╭─ MATERIAL SHOWN

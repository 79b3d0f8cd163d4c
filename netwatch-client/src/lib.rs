//! # netwatch-client
//!
//! Fetches metric series and alarms from a running netdata daemon.
//!
//! The coordinator in `netwatch-core` only depends on the [`NetdataApi`]
//! trait, so the HTTP transport can be swapped for a scripted fake in tests.
//! Each call performs exactly one request and never retries; retry policy
//! belongs to the caller.
//!
//! ## Quick Start
//!
//! ```rust,no_run
//! use netwatch_client::{NetdataApi, NetdataClient};
//!
//! #[tokio::main]
//! async fn main() -> Result<(), Box<dyn std::error::Error>> {
//!     let client = NetdataClient::builder()
//!         .host("localhost")
//!         .port(19999)
//!         .build()?;
//!
//!     let metrics = client.fetch_metrics().await?;
//!     let alarms = client.fetch_alarms().await?;
//!
//!     println!("{} series, {} alarms", metrics.len(), alarms.len());
//!     Ok(())
//! }
//! ```

pub mod error;
pub mod parse;

#[cfg(feature = "http")]
pub mod netdata;

use async_trait::async_trait;

pub use error::ClientError;
pub use parse::{parse_alarms, parse_metrics};

#[cfg(feature = "http")]
pub use netdata::{NetdataClient, NetdataClientBuilder};

// Re-export types for convenience
pub use netwatch_types::{AlarmEntry, AlarmMap, AlarmStatus, MetricSeries, MetricsMap};

/// Path and fixed query of the all-metrics endpoint.
pub const ALLMETRICS_PATH: &str =
    "/api/v1/allmetrics?format=json&help=no&types=no&timestamps=yes&names=yes&data=average";

/// Path and fixed query of the alarms endpoint.
pub const ALARMS_PATH: &str = "/api/v1/alarms?all&format=json";

/// Read access to a netdata daemon.
///
/// Implementations return either a fully parsed structure or a
/// [`ClientError`]; partial results are never returned.
#[async_trait]
pub trait NetdataApi: Send + Sync {
    /// Fetch the current value of every metric series.
    async fn fetch_metrics(&self) -> Result<MetricsMap, ClientError>;

    /// Fetch every alarm definition with its current status.
    async fn fetch_alarms(&self) -> Result<AlarmMap, ClientError>;

    /// Human-readable description of the remote, used in log lines.
    fn describe(&self) -> String {
        "netdata".to_string()
    }
}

╰─

## INSTRUCTIONS TO FOLLOW
Restate every entry above exactly as it stands.

## COMPLETED EXERCISE
repository 79b3d0f8cd163d4c
filename netwatch-client/src/lib.rs
//! # netwatch-client
//!
//! Fetches metric series and alarms from a running netdata daemon.
//!
//! The coordinator in `netwatch-core` only depends on the [`NetdataApi`]
//! trait, so the HTTP transport can be swapped for a scripted fake in tests.
//! Each call performs exactly one request and never retries; retry policy
//! belongs to the caller.
//!
//! ## Quick Start
//!
//! ```rust,no_run
//! use netwatch_client::{NetdataApi, NetdataClient};
//!
//! #[tokio::main]
//! async fn main() -> Result<(), Box<dyn std::error::Error>> {
//!     let client = NetdataClient::builder()
//!         .host("localhost")
//!         .port(19999)
//!         .build()?;
//!
//!     let metrics = client.fetch_metrics().await?;
//!     let alarms = client.fetch_alarms().await?;
//!
//!     println!("{} series, {} alarms", metrics.len(), alarms.len());
//!     Ok(())
//! }
//! ```

pub mod error;
pub mod parse;

#[cfg(feature = "http")]
pub mod netdata;

use async_trait::async_trait;

pub use error::ClientError;
pub use parse::{parse_alarms, parse_metrics};

#[cfg(feature = "http")]
pub use netdata::{NetdataClient, NetdataClientBuilder};

// Re-export types for convenience
pub use netwatch_types::{AlarmEntry, AlarmMap, AlarmStatus, MetricSeries, MetricsMap};

/// Path and fixed query of the all-metrics endpoint.
pub const ALLMETRICS_PATH: &str =
    "/api/v1/allmetrics?format=json&help=no&types=no&timestamps=yes&names=yes&data=average";

/// Path and fixed query of the alarms endpoint.
pub const ALARMS_PATH: &str = "/api/v1/alarms?all&format=json";

/// Read access to a netdata daemon.
///
/// Implementations return either a fully parsed structure or a
/// [`ClientError`]; partial results are never returned.
#[async_trait]
pub trait NetdataApi: Send + Sync {
    /// Fetch the current value of every metric series.
    async fn fetch_metrics(&self) -> Result<MetricsMap, ClientError>;

    /// Fetch every alarm definition with its current status.
    async fn fetch_alarms(&self) -> Result<AlarmMap, ClientError>;

    /// Human-readable description of the remote, used in log lines.
    fn describe(&self) -> String {
        "netdata".to_string()
    }
}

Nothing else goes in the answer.